### Information

// ABOUTME: State transition methods for delivery sessions.
// ABOUTME: Each method consumes the session and returns the next state, or itself with the error.

use super::error::DeliveryError;
use super::session::{DeliveryRequest, DeliverySession};
use super::state::{Committing, Created, Delivered, Discardable, Ready, SessionState};
use crate::oslc::Graph;
use crate::oslc::vocab::{delivery_state, media, prop};
use crate::resources::FactoryLookup;
use crate::tracker::{self, VerdictPolicy, WaitOptions};
use crate::transport::{Request, Response, Transport};
use crate::types::{DeliverySessionUri, TrackerUri};

/// Result type for transitions that hand the session back on failure.
pub type TransitionResult<T, S> = Result<DeliverySession<T>, (DeliverySession<S>, DeliveryError)>;

/// What a read of a freshly created session found.
#[derive(Debug)]
pub enum ReadOutcome {
    /// Nothing left to deliver.
    Delivered(DeliverySession<Delivered>),
    /// Initialised or scoped; ready to commit.
    Ready(DeliverySession<Ready>),
    /// The server is still preparing the session (202). Carries the polling URI when given.
    Processing(DeliverySession<Created>, Option<String>),
    /// A state from which the session can neither be committed nor reported delivered.
    Unexpected(DeliverySession<Created>, SessionState),
}

/// What the server did with a commit.
#[derive(Debug)]
pub enum CommitOutcome {
    /// Delivered synchronously (200).
    Delivered(DeliverySession<Delivered>),
    /// Accepted for processing (202); track it to learn the result.
    Tracking(DeliverySession<Committing>),
}

// =============================================================================
// Internal Helpers
// =============================================================================

/// `dng_config:deliverySessionState` from a session document, if present.
fn state_from_body(url: &str, response: &Response) -> Result<Option<SessionState>, DeliveryError> {
    if response.body.is_empty() {
        return Ok(None);
    }
    let graph = Graph::parse(response.content_type(), &response.body).map_err(|e| {
        DeliveryError::Protocol {
            url: url.to_string(),
            message: e.to_string(),
        }
    })?;
    let session = graph
        .subject_or_only(url)
        .or_else(|| graph.resources_of_type(prop::DNG_DELIVERY_SESSION).next());
    Ok(session
        .and_then(|s| s.first_value(prop::DNG_DELIVERY_SESSION_STATE))
        .map(SessionState::from_uri))
}

/// Answer to a session GET.
enum Fetched {
    State(SessionState),
    Processing(Option<String>),
}

impl<S> DeliverySession<S> {
    /// GET the session in the context of its source configuration.
    async fn fetch_state<T: Transport + ?Sized>(
        &self,
        transport: &T,
    ) -> Result<Fetched, DeliveryError> {
        let url = self.uri.as_str();
        let request = Request::get(url)
            .configuration_context(self.request.source.as_str())
            .oslc()
            .accept(media::RDF_XML);
        let response = transport.send(request).await?;
        tracing::debug!(session = url, status = response.status, "read delivery session");

        match response.status {
            200 => match state_from_body(url, &response)? {
                Some(state) => Ok(Fetched::State(state)),
                None => Err(DeliveryError::Protocol {
                    url: url.to_string(),
                    message: "no deliverySessionState in session document".to_string(),
                }),
            },
            202 => Ok(Fetched::Processing(
                response.location().map(str::to_string),
            )),
            404 => Err(DeliveryError::ReadFailed {
                status: 404,
                reason: "session not found in the repository",
            }),
            410 => Err(DeliveryError::ReadFailed {
                status: 410,
                reason: "session has been deleted",
            }),
            400 => Err(DeliveryError::ReadFailed {
                status: 400,
                reason: "session is unavailable",
            }),
            status => Err(DeliveryError::UnexpectedStatus {
                url: url.to_string(),
                status,
            }),
        }
    }
}

// =============================================================================
// (new) -> Created
// =============================================================================

impl DeliverySession<Created> {
    /// Create a session from the `DeliverySession` factory of the request's service provider.
    ///
    /// # Errors
    ///
    /// `CreateRejected` when the server answers 409 (source or target not
    /// found) or 400, `MissingLocation` for a 201 without a session URI.
    pub async fn create<T, L>(
        transport: &T,
        lookup: &L,
        request: DeliveryRequest,
    ) -> Result<Self, DeliveryError>
    where
        T: Transport + ?Sized,
        L: FactoryLookup + ?Sized,
    {
        let factory = lookup
            .creation_factory(&request.service_provider, prop::DNG_DELIVERY_SESSION)
            .await?;

        let http = Request::post(factory.as_str())
            .configuration_context(request.source.as_str())
            .oslc()
            .accept(media::RDF_XML)
            .rdf_xml(request.to_rdf_xml(None, None));
        let response = transport.send(http).await?;

        match response.status {
            201 => {
                let location = response.location().ok_or_else(|| DeliveryError::MissingLocation {
                    url: factory.to_string(),
                    status: 201,
                })?;
                tracing::info!(session = location, title = %request.title, "created delivery session");
                Ok(DeliverySession {
                    uri: DeliverySessionUri::new(location),
                    request,
                    state: Created,
                })
            }
            409 => Err(DeliveryError::CreateRejected {
                status: 409,
                reason: "source or target configuration not found",
            }),
            400 => Err(DeliveryError::CreateRejected {
                status: 400,
                reason: "malformed request",
            }),
            status => Err(DeliveryError::UnexpectedStatus {
                url: factory.to_string(),
                status,
            }),
        }
    }

    /// Read the server-side state.
    #[must_use = "read consumes the session and returns its next form"]
    pub async fn read<T: Transport + ?Sized>(
        self,
        transport: &T,
    ) -> Result<ReadOutcome, (Self, DeliveryError)> {
        match self.fetch_state(transport).await {
            Ok(Fetched::State(SessionState::Delivered)) => {
                Ok(ReadOutcome::Delivered(self.transition(Delivered)))
            }
            Ok(Fetched::State(state)) if state.is_committable() => {
                Ok(ReadOutcome::Ready(self.transition(Ready { state })))
            }
            Ok(Fetched::State(state)) => Ok(ReadOutcome::Unexpected(self, state)),
            Ok(Fetched::Processing(location)) => Ok(ReadOutcome::Processing(self, location)),
            Err(e) => Err((self, e)),
        }
    }
}

// =============================================================================
// Ready -> Delivered | Committing
// =============================================================================

impl DeliverySession<Ready> {
    /// Ask the server to move the session to `delivered`.
    ///
    /// # Errors
    ///
    /// `CommitRejected` for 404, 409 (invalid transition), 410 and 400.
    /// `NotDelivered` when a synchronous answer reports another state.
    #[must_use = "commit consumes the session and returns its next form"]
    pub async fn commit<T: Transport + ?Sized>(
        self,
        transport: &T,
    ) -> Result<CommitOutcome, (Self, DeliveryError)> {
        let url = self.uri.as_str().to_string();
        let http = Request::put(&url)
            .oslc()
            .accept(media::RDF_XML)
            .rdf_xml(
                self.request
                    .to_rdf_xml(Some(&url), Some(delivery_state::DELIVERED)),
            );
        tracing::debug!(session = %url, from = %self.state.state, "committing delivery session");

        let response = match transport.send(http).await {
            Ok(response) => response,
            Err(e) => return Err((self, e.into())),
        };

        let rejected = |status, reason| DeliveryError::CommitRejected { status, reason };
        match response.status {
            200 => {
                let state = match state_from_body(&url, &response) {
                    Ok(Some(state)) => state,
                    Ok(None) => match self.fetch_state(transport).await {
                        Ok(Fetched::State(state)) => state,
                        Ok(Fetched::Processing(_)) => SessionState::Other("processing".to_string()),
                        Err(e) => return Err((self, e)),
                    },
                    Err(e) => return Err((self, e)),
                };
                if state == SessionState::Delivered {
                    Ok(CommitOutcome::Delivered(self.transition(Delivered)))
                } else {
                    Err((self, DeliveryError::NotDelivered(state)))
                }
            }
            202 => match response.location() {
                Some(location) => {
                    let tracker = TrackerUri::new(location);
                    tracing::debug!(session = %url, %tracker, "commit accepted for processing");
                    Ok(CommitOutcome::Tracking(self.transition(Committing { tracker })))
                }
                None => Err((self, DeliveryError::MissingLocation { url, status: 202 })),
            },
            404 => Err((self, rejected(404, "session not found in the repository"))),
            409 => Err((self, rejected(409, "invalid state transition"))),
            410 => Err((self, rejected(410, "session has been deleted"))),
            400 => Err((self, rejected(400, "delivery could not be completed"))),
            status => Err((self, DeliveryError::UnexpectedStatus { url, status })),
        }
    }
}

// =============================================================================
// Committing -> Delivered
// =============================================================================

impl DeliverySession<Committing> {
    /// Follow the commit tracker and apply `policy` to its verdict.
    #[must_use = "track consumes the session and returns its next form"]
    pub async fn track<T: Transport + ?Sized>(
        self,
        transport: &T,
        wait: &WaitOptions,
        policy: VerdictPolicy,
    ) -> TransitionResult<Delivered, Committing> {
        match tracker::track(transport, self.state.tracker.clone(), wait, policy).await {
            Ok(completion) => {
                tracing::debug!(session = %self.uri, verdict = %completion.verdict, "delivery tracked");
                Ok(self.transition(Delivered))
            }
            Err(e) => Err((self, e.into())),
        }
    }
}

// =============================================================================
// Delivered
// =============================================================================

impl DeliverySession<Delivered> {
    /// Finish the session, returning its URI.
    pub fn finish(self) -> DeliverySessionUri {
        self.uri
    }
}

// =============================================================================
// Discard (any undelivered state)
// =============================================================================

impl<S: Discardable> DeliverySession<S> {
    /// DELETE the session. Only `200` counts as deleted.
    pub async fn discard<T: Transport + ?Sized>(self, transport: &T) -> Result<(), DeliveryError> {
        let url = self.uri.as_str();
        let response = transport
            .send(Request::delete(url).oslc().accept(media::RDF_XML))
            .await?;
        let rejected = |status, reason| Err(DeliveryError::DeleteRejected { status, reason });
        match response.status {
            200 => {
                tracing::debug!(session = url, "deleted delivery session");
                Ok(())
            }
            202 | 409 => rejected(response.status, "session is already being delivered"),
            404 => rejected(404, "session not found in the repository"),
            410 => rejected(410, "session was already deleted"),
            400 => rejected(400, "session cannot be deleted"),
            status => Err(DeliveryError::UnexpectedStatus {
                url: url.to_string(),
                status,
            }),
        }
    }
}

######

What is the number of lines in the material above that include "returns"? Answer with the number only.

Answer space: 4